Draper N J, Shah A M
Department of Cardiology, University of Wales College of Medicine, Cardiff, UK.
J Mol Cell Cardiol. 1997 Apr;29(4):1195-205. doi: 10.1006/jmcc.1996.0355.
Brief myocardial hypoxia causes both systolic and diastolic dysfunction, the latter often persisting during re-oxygenation. The underlying mechanisms may involve cytosolic Ca2+ overload as well as altered myofilament properties.
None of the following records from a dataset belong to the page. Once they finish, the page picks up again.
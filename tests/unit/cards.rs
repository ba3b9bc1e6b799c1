use chrono::Utc;
use task_board::db::enums::{BoardType, MemberAction};
use task_board::db::models::board::{Board, BoardLabel, CreateBoardRequest};
use task_board::db::models::card::{
    CreateCardRequest, IncomingLabelInfo, IncomingMemberInfo, UpdateCardRequest,
};
use task_board::db::models::column::CreateColumnRequest;
use task_board::services::cards_service::{apply_label_change, apply_member_change};
use uuid::Uuid;
use validator::Validate;

fn board_with(owner: Uuid, label: BoardLabel) -> Board {
    Board {
        id: Uuid::new_v4(),
        title: "Sprint".to_string(),
        slug: "sprint".to_string(),
        description: "Sprint board".to_string(),
        board_type: BoardType::Public,
        background: None,
        labels: serde_json::to_value(vec![label]).unwrap(),
        owner_ids: vec![owner],
        member_ids: Vec::new(),
        column_order_ids: Vec::new(),
        is_destroyed: false,
        created_at: Utc::now(),
        updated_at: Utc::now(),
    }
}

#[test]
fn card_title_length_is_validated() {
    let request = CreateCardRequest {
        board_id: Uuid::new_v4(),
        column_id: Uuid::new_v4(),
        title: "ab".to_string(),
        description: None,
    };
    assert!(request.validate().is_err());

    let request = CreateCardRequest {
        title: "Write release notes".to_string(),
        ..request
    };
    assert!(request.validate().is_ok());
}

#[test]
fn padded_short_titles_are_rejected() {
    let request = CreateCardRequest {
        board_id: Uuid::new_v4(),
        column_id: Uuid::new_v4(),
        title: "  a  ".to_string(),
        description: None,
    };
    let errors = request.validate().unwrap_err();
    assert!(errors.field_errors().contains_key("title"));

    let update = UpdateCardRequest {
        title: Some("     ".to_string()),
        ..Default::default()
    };
    assert!(update.validate().is_err());

    let column = CreateColumnRequest {
        board_id: Uuid::new_v4(),
        title: " ab ".to_string(),
        color: None,
    };
    assert!(column.validate().is_err());

    let board = CreateBoardRequest {
        title: "   x   ".to_string(),
        description: "      ".to_string(),
        board_type: BoardType::Private,
    };
    let errors = board.validate().unwrap_err();
    let fields = errors.field_errors();
    assert!(fields.contains_key("title"));
    assert!(fields.contains_key("description"));
}

#[test]
fn empty_update_is_detected() {
    assert!(UpdateCardRequest::default().is_empty());

    let update = UpdateCardRequest {
        is_completed: Some(true),
        ..Default::default()
    };
    assert!(!update.is_empty());

    // clearing the due date counts as a change
    let update = UpdateCardRequest {
        clear_due_date: Some(true),
        ..Default::default()
    };
    assert!(!update.is_empty());
}

#[test]
fn only_board_members_can_be_assigned() {
    let owner = Uuid::new_v4();
    let label = BoardLabel {
        id: Uuid::new_v4(),
        title: "bug".to_string(),
        color: "#ff0000".to_string(),
    };
    let board = board_with(owner, label);

    let assigned = apply_member_change(
        &board,
        &[],
        &IncomingMemberInfo {
            user_id: owner,
            action: MemberAction::Add,
        },
    )
    .unwrap();
    assert_eq!(assigned, vec![owner]);

    let stranger = IncomingMemberInfo {
        user_id: Uuid::new_v4(),
        action: MemberAction::Add,
    };
    assert!(apply_member_change(&board, &assigned, &stranger).is_err());
}

#[test]
fn labels_must_exist_on_the_board() {
    let label = BoardLabel {
        id: Uuid::new_v4(),
        title: "feature".to_string(),
        color: "#00ff00".to_string(),
    };
    let label_id = label.id;
    let board = board_with(Uuid::new_v4(), label);

    let added = apply_label_change(
        &board,
        &[],
        &IncomingLabelInfo {
            label_id,
            action: MemberAction::Add,
        },
    )
    .unwrap();
    assert_eq!(added, vec![label_id]);

    let removed = apply_label_change(
        &board,
        &added,
        &IncomingLabelInfo {
            label_id,
            action: MemberAction::Remove,
        },
    )
    .unwrap();
    assert!(removed.is_empty());

    let unknown = IncomingLabelInfo {
        label_id: Uuid::new_v4(),
        action: MemberAction::Add,
    };
    assert!(apply_label_change(&board, &[], &unknown).is_err());
}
Recent studies show that nitric oxide enhances myocardial relaxation via a cGMP-induced reduction in myofilament response to Ca2+. We studied the effects of pretreatment with a nitric oxide donor, sodium nitroprusside (0.1-1 microM) on the response to 5 min hypoxia in isovolumic rat hearts perfused at constant coronary flow. Left ventricular relaxation was assessed by an exponential time constant of pressure fall. Sodium nitroprusside reduced the depression of peak left ventricular pressure and peak dP/dt during hypoxia, and improved left ventricular relaxation both during hypoxia and re-oxygenation. Similar results were observed with a Ca2+ antagonist, nicardipine (10 nM). However, adenosine (400 nM), which reduced coronary perfusion pressure to a similar extent as the other two drugs, failed to improve left ventricular function. Addition of sodium nitroprusside or nicardipine at re-oxygenation did not improve relaxation, but instead impaired recovery of peak left ventricular pressure. These results suggest that exogenous nitric oxide improves LV contractile function, in particular relaxation, during brief hypoxia-re-oxygenation independent of changes in coronary flow or coronary perfusion pressure. Its failure to be protective if administered only during re-oxygenation suggests that its action does not involve an anti-oxidant effect.